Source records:
++++

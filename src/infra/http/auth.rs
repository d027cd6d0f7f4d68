//! Bearer-token authentication against the configured user directory.
//!
//! Every request gets a [`Principal`] extension: the matched account's user
//! with the closure of its roles, or the anonymous guest. A presented but
//! unknown token is rejected outright rather than downgraded to guest.

use axum::body::Body;
use axum::extract::State;
use axum::http::{Request, header};
use axum::middleware::Next;
use axum::response::{IntoResponse, Response};
use subtle::ConstantTimeEq;
use tracing::debug;

use crate::application::error::AppError;
use crate::config::AccountSettings;
use crate::domain::security::{Principal, Role};
use crate::domain::user::{DEFAULT_REALM, User};

use super::state::HttpState;

pub struct UserDirectory {
    accounts: Vec<Account>,
}

struct Account {
    user: User,
    token: String,
    roles: Vec<Role>,
}

impl UserDirectory {
    pub fn from_settings(accounts: &[AccountSettings]) -> Self {
        let accounts = accounts
            .iter()
            .filter(|account| !account.token.is_empty())
            .map(|account| {
                let realm = account.realm.as_deref().unwrap_or(DEFAULT_REALM);
                let user = match &account.name {
                    Some(name) => User::named(&account.login, realm, name),
                    None => User::with_realm(&account.login, realm),
                };
                Account {
                    user,
                    token: account.token.clone(),
                    roles: account
                        .roles
                        .iter()
                        .filter_map(|role| Role::try_from(role.as_str()).ok())
                        .collect(),
                }
            })
            .collect();
        Self { accounts }
    }

    /// Resolve a bearer token to its principal; comparison is constant-time
    /// per account.
    pub fn authenticate(&self, token: &str) -> Option<Principal> {
        let presented = token.as_bytes();
        self.accounts
            .iter()
            .find(|account| {
                account.token.len() == presented.len()
                    && account.token.as_bytes().ct_eq(presented).into()
            })
            .map(|account| Principal::new(account.user.clone(), &account.roles))
    }

    pub fn is_empty(&self) -> bool {
        self.accounts.is_empty()
    }
}

/// Middleware resolving `Authorization: Bearer` into a request principal.
pub async fn authenticate(
    State(state): State<HttpState>,
    mut request: Request<Body>,
    next: Next,
) -> Response {
    let principal = match bearer_token(&request) {
        Some(token) => match state.directory.authenticate(token) {
            Some(principal) => principal,
            None => {
                debug!("rejected unknown bearer token");
                return AppError::Unauthorized.into_response();
            }
        },
        None => Principal::anonymous(),
    };
    request.extensions_mut().insert(principal);
    next.run(request).await
}

fn bearer_token(request: &Request<Body>) -> Option<&str> {
    request
        .headers()
        .get(header::AUTHORIZATION)
        .and_then(|value| value.to_str().ok())
        .and_then(|value| value.strip_prefix("Bearer "))
        .map(str::trim)
        .filter(|token| !token.is_empty())
}

#[cfg(test)]
mod tests {
    use super::*;

    fn directory() -> UserDirectory {
        UserDirectory::from_settings(&[
            AccountSettings {
                login: "jdoe".into(),
                realm: None,
                name: Some("John Doe".into()),
                token: "editor-token".into(),
                roles: vec!["editor".into()],
            },
            AccountSettings {
                login: "amelie".into(),
                realm: Some("test".into()),
                name: None,
                token: "publisher-token".into(),
                roles: vec!["publisher".into(), "bogus".into()],
            },
        ])
    }

    #[test]
    fn tokens_resolve_to_principals_with_role_closures() {
        let directory = directory();
        let principal = directory.authenticate("publisher-token").expect("principal");
        assert_eq!(principal.user().login(), "amelie");
        assert!(principal.has_role(Role::Publisher));
        assert!(principal.has_role(Role::Editor));
        assert!(!principal.has_role(Role::SiteAdmin));
    }

    #[test]
    fn unknown_tokens_are_rejected() {
        assert!(directory().authenticate("wrong").is_none());
        assert!(directory().authenticate("").is_none());
    }
}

++++

What you need to do:
Each entry needs to be copied out exactly.

Exercise response:
filename src/infra/http/auth.rs
repository d027cd6d0f7f4d68
//! Bearer-token authentication against the configured user directory.
//!
//! Every request gets a [`Principal`] extension: the matched account's user
//! with the closure of its roles, or the anonymous guest. A presented but
//! unknown token is rejected outright rather than downgraded to guest.

use axum::body::Body;
use axum::extract::State;
use axum::http::{Request, header};
use axum::middleware::Next;
use axum::response::{IntoResponse, Response};
use subtle::ConstantTimeEq;
use tracing::debug;

use crate::application::error::AppError;
use crate::config::AccountSettings;
use crate::domain::security::{Principal, Role};
use crate::domain::user::{DEFAULT_REALM, User};

use super::state::HttpState;

pub struct UserDirectory {
    accounts: Vec<Account>,
}

struct Account {
    user: User,
    token: String,
    roles: Vec<Role>,
}

impl UserDirectory {
    pub fn from_settings(accounts: &[AccountSettings]) -> Self {
        let accounts = accounts
            .iter()
            .filter(|account| !account.token.is_empty())
            .map(|account| {
                let realm = account.realm.as_deref().unwrap_or(DEFAULT_REALM);
                let user = match &account.name {
                    Some(name) => User::named(&account.login, realm, name),
                    None => User::with_realm(&account.login, realm),
                };
                Account {
                    user,
                    token: account.token.clone(),
                    roles: account
                        .roles
                        .iter()
                        .filter_map(|role| Role::try_from(role.as_str()).ok())
                        .collect(),
                }
            })
            .collect();
        Self { accounts }
    }

    /// Resolve a bearer token to its principal; comparison is constant-time
    /// per account.
    pub fn authenticate(&self, token: &str) -> Option<Principal> {
        let presented = token.as_bytes();
        self.accounts
            .iter()
            .find(|account| {
                account.token.len() == presented.len()
                    && account.token.as_bytes().ct_eq(presented).into()
            })
            .map(|account| Principal::new(account.user.clone(), &account.roles))
    }

    pub fn is_empty(&self) -> bool {
        self.accounts.is_empty()
    }
}

/// Middleware resolving `Authorization: Bearer` into a request principal.
pub async fn authenticate(
    State(state): State<HttpState>,
    mut request: Request<Body>,
    next: Next,
) -> Response {
    let principal = match bearer_token(&request) {
        Some(token) => match state.directory.authenticate(token) {
            Some(principal) => principal,
            None => {
                debug!("rejected unknown bearer token");
                return AppError::Unauthorized.into_response();
            }
        },
        None => Principal::anonymous(),
    };
    request.extensions_mut().insert(principal);
    next.run(request).await
}

fn bearer_token(request: &Request<Body>) -> Option<&str> {
    request
        .headers()
        .get(header::AUTHORIZATION)
        .and_then(|value| value.to_str().ok())
        .and_then(|value| value.strip_prefix("Bearer "))
        .map(str::trim)
        .filter(|token| !token.is_empty())
}

#[cfg(test)]
mod tests {
    use super::*;

    fn directory() -> UserDirectory {
        UserDirectory::from_settings(&[
            AccountSettings {
                login: "jdoe".into(),
                realm: None,
                name: Some("John Doe".into()),
                token: "editor-token".into(),
                roles: vec!["editor".into()],
            },
            AccountSettings {
                login: "amelie".into(),
                realm: Some("test".into()),
                name: None,
                token: "publisher-token".into(),
                roles: vec!["publisher".into(), "bogus".into()],
            },
        ])
    }

    #[test]
    fn tokens_resolve_to_principals_with_role_closures() {
        let directory = directory();
        let principal = directory.authenticate("publisher-token").expect("principal");
        assert_eq!(principal.user().login(), "amelie");
        assert!(principal.has_role(Role::Publisher));
        assert!(principal.has_role(Role::Editor));
        assert!(!principal.has_role(Role::SiteAdmin));
    }

    #[test]
    fn unknown_tokens_are_rejected() {
        assert!(directory().authenticate("wrong").is_none());
        assert!(directory().authenticate("").is_none());
    }
}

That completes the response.